Chatbots make even VIPs feel like “just another customer”
Chatbots save time and money, but elite customers hate them — not because they fail, but because they flatten status. New NHH research explains why.
Everybody likes humans more than chatbots. We want to feel seen, special, and that we matter to those we interact and do business with.
`For high-status clients, this feeling is even more important. Talking to a human rather than AI-driven chatbots has become the new status symbol´, Assistant Professor Aruna D. Tatavarthy says.
Step down in rank
Earlier this year NHH and DIG researchers Tatavarthy and Assistant Professor Jareef Martuza, together with Professor Helge Thorbjørnsen, published a paper in the Journal of Interactive Marketing on why we dislike chatbots.
For customers who pay for platinum cards, service is not just about solving a problem. To them, a chatbot can feel like a step down in rank, a new NHH study shows.
As banks, airlines and other service industries shift customer services to AI and chatbots, a paradox appears: People dislike chatbots even if they solve every problem perfectly.
`The customers who resist them most strongly are the elite segment – the ones that businesses can´t afford to lose - are the least satisfied of all´.
Feel valued
Chatbots don’t offer customers a sense of uniqueness.

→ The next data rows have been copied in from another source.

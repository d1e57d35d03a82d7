//! Platform backends.
//!
//! Implementations of the collaborator traits ([`RawInputPlatform`](crate::raw::RawInputPlatform),
//! [`LibraryProbe`](crate::xinput::LibraryProbe), [`CursorApi`](crate::cursor::CursorApi))
//! for real and in-memory input sources.
//!
//! # Feature flags
//! - **`hid`**: HID product strings as device display names on Windows (default).
//! - **`mock`**: the in-memory `mock` backends, for tests and headless hosts.
//!
//! On other platforms [`system_probe`] finds no XInput.

use crate::xinput::LibraryProbe;

#[cfg(any(test, feature = "mock"))]
#[cfg_attr(docsrs, doc(cfg(feature = "mock")))]
pub mod mock;

#[cfg(target_os = "windows")]
#[cfg_attr(docsrs, doc(cfg(target_os = "windows")))]
pub mod windows;

/// Library probe for the current platform.
pub fn system_probe() -> Box<dyn LibraryProbe> {
    #[cfg(target_os = "windows")]
    {
        Box::new(windows::SystemLibraries)
    }
    #[cfg(not(target_os = "windows"))]
    {
        Box::new(crate::xinput::NoLibraries)
    }
}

Clients, and especially elite clients, want to feel special and valued. They need to hear and feel that they are not just one in a crowd. The value of customer service relations is not just in the solution, but also in the process.
A chatbot, no matter how effective, tends to dampen that experience.
The cost of chatbots
Tatavarthy points out that there is a cost to introducing chatbots that businesses often overlook.

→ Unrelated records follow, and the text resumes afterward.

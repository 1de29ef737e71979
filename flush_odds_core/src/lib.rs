//! # 同花概率核心库
//!
//! 这个 `core` crate 包含扑克牌、牌组、一手牌的数据模型，
//! 牌型判断，以及估算同花概率的蒙特卡洛模拟。
//! 它不涉及任何终端或绘图逻辑，可以被任何上层应用复用。

mod card;
mod hand;
mod simulation;

pub use card::*;

pub use hand::*;

pub use simulation::*;
use std::io;

use crossterm::event::{self, Event, KeyEventKind};
use crossterm::execute;
use crossterm::terminal::{self, EnterAlternateScreen, LeaveAlternateScreen};
use tui::backend::{Backend, CrosstermBackend};
use tui::style::{Color, Modifier, Style};
use tui::symbols;
use tui::text::{Span, Spans};
use tui::widgets::{Axis, Block, Borders, Chart, Dataset, GraphType};
use tui::{Frame, Terminal};

use flush_odds_core::SimulationReport;

pub const TITLE: &str = "Flush Probability Simulation";
const LEGEND: &str = "P(flush) %";

/// 把概率序列转换为 (试验序号, 概率) 的点，序号从 1 开始
pub fn points(series: &[f64]) -> Vec<(f64, f64)> {
    series
        .iter()
        .enumerate()
        .map(|(i, &p)| ((i + 1) as f64, p))
        .collect()
}

/// y 轴上限：最大值留 20% 余量，至少 1%，全零的序列也能画出来
pub fn y_upper_bound(series: &[f64]) -> f64 {
    let max = series.iter().copied().fold(0.0, f64::max);
    (max * 1.2).max(1.0)
}

/// 在整个画面上绘制收敛曲线
pub fn draw<B: Backend>(f: &mut Frame<B>, report: &SimulationReport, points: &[(f64, f64)]) {
    let x_max = report.trials.max(2) as f64;
    let y_max = y_upper_bound(&report.series);
    let axis_style = Style::default().fg(Color::Gray);

    let datasets = vec![
        Dataset::default()
            .name(LEGEND)
            .marker(symbols::Marker::Braille)
            .graph_type(GraphType::Line)
            .style(Style::default().fg(Color::Cyan))
            .data(points),
    ];

    let title = Spans::from(vec![
        Span::styled(TITLE, Style::default().add_modifier(Modifier::BOLD)),
        Span::raw(" (按任意键退出)"),
    ]);

    let chart = Chart::new(datasets)
        .block(Block::default().title(title).borders(Borders::ALL))
        .x_axis(
            Axis::default()
                .title("抽牌次数")
                .style(axis_style)
                .bounds([1.0, x_max])
                .labels(vec![
                    Span::raw("1"),
                    Span::raw(format!("{}", report.trials / 2)),
                    Span::raw(format!("{}", report.trials)),
                ]),
        )
        .y_axis(
            Axis::default()
                .title("同花概率 (%)")
                .style(axis_style)
                .bounds([0.0, y_max])
                .labels(vec![
                    Span::raw("0.00"),
                    Span::raw(format!("{:.2}", y_max / 2.0)),
                    Span::raw(format!("{:.2}", y_max)),
                ]),
        );

    f.render_widget(chart, f.size());
}

/// 在备用屏幕中显示图表，按任意键后恢复终端
pub fn show(report: &SimulationReport) -> io::Result<()> {
    let points = points(&report.series);

    terminal::enable_raw_mode()?;
    execute!(io::stdout(), EnterAlternateScreen)?;
    let mut terminal = Terminal::new(CrosstermBackend::new(io::stdout()))?;

    let result = draw_until_key(&mut terminal, report, &points);

    // 无论绘制是否出错都要恢复终端
    terminal::disable_raw_mode()?;
    execute!(io::stdout(), LeaveAlternateScreen)?;
    terminal.show_cursor()?;

    result
}

fn draw_until_key<B: Backend>(
    terminal: &mut Terminal<B>,
    report: &SimulationReport,
    points: &[(f64, f64)],
) -> io::Result<()> {
    loop {
        terminal.draw(|f| draw(f, report, points))?;
        // 窗口大小变化等其他事件只需重绘
        if let Event::Key(key) = event::read()? {
            if key.kind == KeyEventKind::Press {
                return Ok(());
            }
        }
    }
}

`If you employ chatbots to handle all clients, who do you lose? If many of your customers are in the elite segment, then that is a significant cost´.
She argues that firms must consider:
- What share of your clients must be happy to talk to chatbots before it’s worth it? 60 percent, 80 percent?
- And what does the elite segment expect in return for their premium status?
`These are considerations businesses must make´, she says, and adds:
`If elite customers are charged a premium for access to human services, then the business also needs to make sure their high-status clients feel the bonus they get is worth the premium´.
The personal touch
Several hotels, airlines clearly list 24/7 dedicated human customer service support as part of the exclusive perks.
`This makes the basic service feel worse in comparison. When people clearly see this contrast of benefits, then access to human customer service support becomes an important signal of status that elite customers value’.
Their research shows that there are also some simple steps the businesses can take to mitigate the negative reactions to chatbots. The best approach is to let the chatbots provide the feeling of uniqueness that is craved by so many customers.
How to solve the problem
Simple interventions such as mentioning that the chatbot is ‘personalized’ to the customer’s unique tastes, is a ‘premium’ version, or highlighting that it is `highly rated´ reduce the chatbot-bias.
‘Negativity toward chatbots can reduce by up to a one-third with these interventions´, Assistant Professor Jareef Martuza tells.
Human Is Gold: Why Premium Customers Hate Chatbots and What to Do About It, in the Journal of Interactive Marketing (2025), containing three main studies and three supplementary studies, with more than 4 000 study participants (US-based customers in retail banking and airline services). All researchers at Dep. of Strategy and Management, NHH.
- First study demonstrated how high-tier customers have a stronger sense of uniqueness and entitlement
- Second study demonstrated the effectiveness of framing chatbots with words like “personalized”, “premium” and “highly rated”.
- Third study looked at how various ways of earning “high-tier” status can affect sense of uniqueness and entitlement.
Convenience beats human touch
Going forward, the researchers expect a balancing point as people are getting more digitally fluent.
` Experimentation is key for many service providers. Things are changing fast. We will see many cool things and bad things. What works in the end will depend on how people react to different things, making it important to study the psychology of technology´, Martuza continues.
Tatavarthy and Martuza concludes that as people become more digitally skilled, they are likely to “catch up” with the AI-agents and chatbots, and the transition will occur when convenience beats the human touch.
`The way forward to keep the elite customers happy lies in remembering where the loyalty comes from and developing unique clublike concepts for that signal they are not “one among the crowd´, they conclude.